After going through tests, Kashif was diagnosed as suffering from gall bladder stones. “The head of the hospital informed me that the only solution to the problem was an operation,” he said. “The operation which normally completes in an hour took 6 hours,” the father-of-three added. After the operation, Kashif again felt pain in his abdomen and went to another hospital, where after going through some medical tests, he was told that his right kidney was missing. Later, during a police inquiry, his kidney was found at a nearby medical laboratory. After the implementation of the Transplantation of Human Organs and Tissues Ordinance in 2007, which prohibits Pakistani citizens from donating kidneys to foreigners, the price of kidneys has increased and the black market kidney trade is thriving.

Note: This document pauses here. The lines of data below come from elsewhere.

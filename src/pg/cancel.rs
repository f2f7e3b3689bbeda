//! Query cancellation.
//!
//! A running query is interrupted by opening a second socket to the server
//! and sending a CancelRequest with the backend's process id and secret key.
//! The original connection keeps its socket: the query fails with SQLSTATE
//! `57014` and the session is usable afterwards.

use std::future::Future;
use std::time::{Duration, Instant};

use tokio::io::{AsyncReadExt, AsyncWriteExt};
use tokio::net::TcpStream;
use tokio_util::sync::CancellationToken;

use super::connection::host_port;
use super::protocol::{CancelRequestMessage, FrontendMessage};
use crate::error::{Error, Result};

/// How long to wait for an interrupted query to report back after the
/// CancelRequest has been delivered.
const CANCEL_GRACE: Duration = Duration::from_secs(5);

/// Everything needed to cancel whatever a backend is running.
#[derive(Debug, Clone, PartialEq, Eq)]
pub struct CancelKey {
    pub host: String,
    pub port: u16,
    pub process_id: i32,
    pub secret_key: i32,
}

impl CancelKey {
    pub fn addr(&self) -> String {
        host_port(&self.host, self.port)
    }

    /// Send a CancelRequest on a fresh connection.
    ///
    /// Waits for the server to close the socket, which it does once the
    /// interrupt has been signalled to the backend.
    pub async fn cancel(&self) -> Result<()> {
        let addr = self.addr();
        let mut stream = TcpStream::connect(&addr)
            .await
            .map_err(|e| Error::Connection(format!("{}: {}", addr, e)))?;

        let msg = CancelRequestMessage {
            process_id: self.process_id,
            secret_key: self.secret_key,
        };
        stream.write_all(&msg.to_bytes()).await?;
        stream.flush().await?;

        let mut buf = [0u8; 1];
        let _ = tokio::time::timeout(Duration::from_secs(1), stream.read(&mut buf)).await;
        tracing::debug!(pid = self.process_id, "Sent cancel request");
        Ok(())
    }
}

/// Deadline and cancellation signal applied to every statement of a handle.
#[derive(Debug, Clone, Default)]
pub struct CancelScope {
    pub timeout: Option<Duration>,
    pub token: Option<CancellationToken>,
}

impl CancelScope {
    pub fn is_unbounded(&self) -> bool {
        self.timeout.is_none() && self.token.is_none()
    }

    /// The same scope with the time spent since `started` taken off the
    /// deadline, so one operation's phases share a single budget.
    pub fn after(&self, started: Instant) -> CancelScope {
        CancelScope {
            timeout: self.timeout.map(|t| t.saturating_sub(started.elapsed())),
            token: self.token.clone(),
        }
    }

    pub async fn run<F, T>(&self, key: Option<CancelKey>, fut: F) -> Result<T>
    where
        F: Future<Output = Result<T>>,
    {
        run_cancellable(key, self.timeout, self.token.as_ref(), fut).await
    }
}

/// Run `fut` under an optional deadline and cancellation token.
///
/// When either fires first, the server-side query is cancelled through `key`
/// and `fut` is still driven to completion so the connection ends in a clean
/// state. The query's own result wins if it completed before the cancel took
/// effect; a `57014` failure is reported as [`Error::Timeout`] or
/// [`Error::Cancelled`].
pub async fn run_cancellable<F, T>(
    key: Option<CancelKey>,
    deadline: Option<Duration>,
    token: Option<&CancellationToken>,
    fut: F,
) -> Result<T>
where
    F: Future<Output = Result<T>>,
{
    if deadline.is_none() && token.is_none() {
        return fut.await;
    }

    tokio::pin!(fut);
    let expired = async {
        match deadline {
            Some(d) => tokio::time::sleep(d).await,
            None => std::future::pending().await,
        }
    };
    let cancelled = async {
        match token {
            Some(t) => t.cancelled().await,
            None => std::future::pending().await,
        }
    };

    let reason = tokio::select! {
        biased;
        res = &mut fut => return res,
        _ = cancelled => Error::Cancelled,
        _ = expired => Error::Timeout,
    };

    let Some(key) = key else {
        // Nothing to interrupt (still waiting for a connection); dropping
        // the future is enough.
        return Err(reason);
    };

    if let Err(e) = key.cancel().await {
        tracing::warn!(pid = key.process_id, error = %e, "Cancel request failed");
    }

    match tokio::time::timeout(CANCEL_GRACE, &mut fut).await {
        Ok(Ok(value)) => Ok(value),
        Ok(Err(Error::Query(e))) if e.query_canceled() => Err(reason),
        Ok(Err(e)) => Err(e),
        Err(_) => {
            tracing::warn!(
                pid = key.process_id,
                "Query did not stop after cancel request; abandoning connection state"
            );
            Err(reason)
        }
    }
}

Dr Bakhsh Ali, a staff member of SIUT said the business is still in boom. His colleague Dr Anwar Naqvi opined that laws could not curb this business unless the society was not educated on the issue. “We have received information from doctors from Middle East countries that Pakistan is still a hub of kidney trade,” revealed Dr Bakhsh Ali, adding that foreigners, after the transplantation in Pakistan, undergo the rest of the treatment in their respective countries. According to doctors, private clinics across the country are involved in the business. The law formulated in this regard has failed to put an end to this gruesome business, as the legal proceedings in the courts are said to be too slow. “I am sad that despite confessing that he [the doctor who allegedly removed Kashif’s kidney] carried out the crime, he is still heading the same hospital and operating on people,” said Kashif, who not only lost his kidney, but also his business, as he spent a hefty amount of money to treat the infection, which he caught due to the operation.